| WHAT IS NEEDED |
A single number is the answer: the count of lines in the records that hold the word "FfprobeFormat".

(SOURCE INFORMATION Opens)

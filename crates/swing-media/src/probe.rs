//! FFprobe video information.

use serde::Deserialize;
use std::path::Path;
use std::process::Stdio;
use tokio::process::Command;

use swing_models::VideoOrientation;

use crate::error::{MediaError, MediaResult};

/// Video file information.
#[derive(Debug, Clone)]
pub struct VideoInfo {
    /// Duration in seconds
    pub duration: f64,
    /// Width in pixels
    pub width: u32,
    /// Height in pixels
    pub height: u32,
    /// Frame rate (fps)
    pub fps: f64,
    /// Video codec
    pub codec: String,
    /// Recorded orientation from container metadata
    pub orientation: VideoOrientation,
}

/// FFprobe JSON output format.
#[derive(Debug, Deserialize)]
struct FfprobeOutput {
    format: FfprobeFormat,
    streams: Vec<FfprobeStream>,
}

#[derive(Debug, Deserialize)]
struct FfprobeFormat {
    duration: Option<String>,
}

#[derive(Debug, Deserialize)]
struct FfprobeStream {
    codec_type: String,
    codec_name: Option<String>,
    width: Option<u32>,
    height: Option<u32>,
    r_frame_rate: Option<String>,
    avg_frame_rate: Option<String>,
    #[serde(default)]
    side_data_list: Vec<FfprobeSideData>,
}

#[derive(Debug, Deserialize)]
struct FfprobeSideData {
    rotation: Option<f64>,
}

/// Probe a video file for information.
///
/// Fails with a setup error when the file is missing, has no video stream,
/// or its duration cannot be read; an analysis run must not start in any of
/// those cases.
pub async fn probe_video(path: impl AsRef<Path>) -> MediaResult<VideoInfo> {
    let path = path.as_ref();

    if !path.exists() {
        return Err(MediaError::FileNotFound(path.to_path_buf()));
    }

    which::which("ffprobe").map_err(|_| MediaError::FfprobeNotFound)?;

    let output = Command::new("ffprobe")
        .args([
            "-v",
            "quiet",
            "-print_format",
            "json",
            "-show_format",
            "-show_streams",
        ])
        .arg(path)
        .stdin(Stdio::null())
        .stdout(Stdio::piped())
        .stderr(Stdio::piped())
        .output()
        .await?;

    if !output.status.success() {
        return Err(MediaError::FfprobeFailed {
            message: "FFprobe failed".to_string(),
            stderr: Some(String::from_utf8_lossy(&output.stderr).to_string()),
        });
    }

    let probe: FfprobeOutput = serde_json::from_slice(&output.stdout)?;

    let video_stream = probe
        .streams
        .iter()
        .find(|s| s.codec_type == "video")
        .ok_or_else(|| MediaError::NoVideoStream(path.to_path_buf()))?;

    let duration = probe
        .format
        .duration
        .as_ref()
        .and_then(|d| d.parse::<f64>().ok())
        .ok_or_else(|| {
            MediaError::InvalidDuration(format!("{}: no decodable duration", path.display()))
        })?;

    if !duration.is_finite() || duration < 0.0 {
        return Err(MediaError::InvalidDuration(format!(
            "{}: duration {} out of range",
            path.display(),
            duration
        )));
    }

    let fps = video_stream
        .avg_frame_rate
        .as_ref()
        .or(video_stream.r_frame_rate.as_ref())
        .and_then(|r| parse_frame_rate(r))
        .unwrap_or(30.0);

    let orientation = video_stream
        .side_data_list
        .iter()
        .find_map(|s| s.rotation)
        .map(VideoOrientation::from_rotation_degrees)
        .unwrap_or_default();

    Ok(VideoInfo {
        duration,
        width: video_stream.width.unwrap_or(0),
        height: video_stream.height.unwrap_or(0),
        fps,
        codec: video_stream.codec_name.clone().unwrap_or_default(),
        orientation,
    })
}

/// Parse a frame rate string (e.g., "30/1" or "29.97").
fn parse_frame_rate(s: &str) -> Option<f64> {
    if let Some((num, den)) = s.split_once('/') {
        let num: f64 = num.parse().ok()?;
        let den: f64 = den.parse().ok()?;
        if den > 0.0 {
            return Some(num / den);
        }
    }
    s.parse().ok()
}

#[cfg(test)]
mod tests {
    use super::*;

    #[test]
    fn test_parse_frame_rate() {
        assert!((parse_frame_rate("30/1").unwrap() - 30.0).abs() < 0.01);
        assert!((parse_frame_rate("30000/1001").unwrap() - 29.97).abs() < 0.01);
        assert!((parse_frame_rate("29.97").unwrap() - 29.97).abs() < 0.01);
        assert!(parse_frame_rate("30/0").is_none());
    }

    #[test]
    fn test_rotation_side_data_parsing() {
        let json = r#"{
            "format": { "duration": "12.5" },
            "streams": [{
                "codec_type": "video",
                "codec_name": "h264",
                "width": 1080,
                "height": 1920,
                "avg_frame_rate": "30/1",
                "side_data_list": [{ "rotation": -90 }]
            }]
        }"#;

        let probe: FfprobeOutput = serde_json::from_str(json).unwrap();
        let stream = &probe.streams[0];
        let orientation = stream
            .side_data_list
            .iter()
            .find_map(|s| s.rotation)
            .map(VideoOrientation::from_rotation_degrees)
            .unwrap();
        assert_eq!(orientation, VideoOrientation::Left);
    }

    #[tokio::test]
    async fn test_missing_file_is_setup_error() {
        let err = probe_video("/nonexistent/clip.mp4").await.unwrap_err();
        assert!(err.is_setup_error());
    }
}
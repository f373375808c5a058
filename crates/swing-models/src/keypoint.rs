//! Body key points in frame-relative coordinates.

use schemars::JsonSchema;
use serde::{Deserialize, Serialize};

/// A 2D point in normalized [0,1]x[0,1] frame-relative coordinates.
#[derive(Debug, Clone, Copy, PartialEq, Serialize, Deserialize, JsonSchema)]
pub struct Point2 {
    pub x: f64,
    pub y: f64,
}

impl Point2 {
    /// Create a new point.
    pub fn new(x: f64, y: f64) -> Self {
        Self { x, y }
    }

    /// Midpoint between this point and another.
    pub fn midpoint(&self, other: &Point2) -> Point2 {
        Point2::new((self.x + other.x) / 2.0, (self.y + other.y) / 2.0)
    }

    /// Component-wise difference `self - other`.
    pub fn delta(&self, other: &Point2) -> Point2 {
        Point2::new(self.x - other.x, self.y - other.y)
    }
}

/// Named anatomical landmark detected in a frame.
#[derive(Debug, Clone, Copy, PartialEq, Eq, Hash, Serialize, Deserialize, JsonSchema)]
#[serde(rename_all = "snake_case")]
pub enum KeyPointKind {
    Root,
    LeftHip,
    RightHip,
    LeftShoulder,
    RightShoulder,
    Wrist,
}

impl KeyPointKind {
    /// Returns the kind as a string for display and logging.
    pub fn as_str(&self) -> &'static str {
        match self {
            Self::Root => "root",
            Self::LeftHip => "left_hip",
            Self::RightHip => "right_hip",
            Self::LeftShoulder => "left_shoulder",
            Self::RightShoulder => "right_shoulder",
            Self::Wrist => "wrist",
        }
    }
}

/// One landmark's normalized position for a single frame.
///
/// Positions are already corrected for the video's recorded orientation and
/// for the portrait-capture convention (the analyzed subject is treated as
/// facing sideways). Immutable once created.
#[derive(Debug, Clone, Copy, PartialEq, Serialize, Deserialize, JsonSchema)]
pub struct KeyPoint {
    pub kind: KeyPointKind,
    pub position: Point2,
}

impl KeyPoint {
    /// Create a new key point.
    pub fn new(kind: KeyPointKind, x: f64, y: f64) -> Self {
        Self {
            kind,
            position: Point2::new(x, y),
        }
    }
}

/// Find the first key point of the given kind.
///
/// Multiple hands may each contribute a `Wrist` key point; consumers use
/// only the first match, so only one wrist is ever actually consumed.
pub fn find_key_point(points: &[KeyPoint], kind: KeyPointKind) -> Option<Point2> {
    points.iter().find(|p| p.kind == kind).map(|p| p.position)
}

#[cfg(test)]
mod tests {
    use super::*;

    #[test]
    fn test_midpoint_and_delta() {
        let a = Point2::new(0.2, 0.4);
        let b = Point2::new(0.6, 0.8);
        let mid = a.midpoint(&b);
        assert!((mid.x - 0.4).abs() < 1e-12);
        assert!((mid.y - 0.6).abs() < 1e-12);

        let d = b.delta(&a);
        assert!((d.x - 0.4).abs() < 1e-12);
        assert!((d.y - 0.4).abs() < 1e-12);
    }

    #[test]
    fn test_find_key_point_first_match_wins() {
        let points = vec![
            KeyPoint::new(KeyPointKind::Wrist, 0.1, 0.2),
            KeyPoint::new(KeyPointKind::Wrist, 0.9, 0.8),
        ];

        let wrist = find_key_point(&points, KeyPointKind::Wrist).unwrap();
        assert!((wrist.x - 0.1).abs() < 1e-12);
        assert!(find_key_point(&points, KeyPointKind::Root).is_none());
    }

    #[test]
    fn test_keypoint_kind_serde() {
        let json = serde_json::to_string(&KeyPointKind::LeftShoulder).unwrap();
        assert_eq!(json, "\"left_shoulder\"");
    }
}
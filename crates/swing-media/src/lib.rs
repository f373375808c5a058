#![deny(unreachable_patterns)]
//! FFmpeg CLI wrapper for swing video input.
//!
//! This crate provides:
//! - Type-safe FFmpeg command building with timeout and cancellation
//! - Video probing (duration, frame rate, orientation) via FFprobe
//! - Lazy frame-index sampling
//! - Single-frame extraction to in-memory images
//! - The `VideoSource` seam consumed by the analysis orchestrator

pub mod command;
pub mod error;
pub mod frame;
pub mod probe;
pub mod sampler;
pub mod source;

pub use command::{check_ffmpeg, check_ffprobe, FfmpegCommand, FfmpegRunner};
pub use error::{MediaError, MediaResult};
pub use frame::extract_frame;
pub use probe::{probe_video, VideoInfo};
pub use sampler::{FrameSampler, SampleFrame, NOMINAL_FRAME_RATE, TARGET_SAMPLE_COUNT};
pub use source::{FfmpegVideoSource, VideoSource};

(SOURCE INFORMATION Closes)

| RESPONSE TO THIS TASK |
2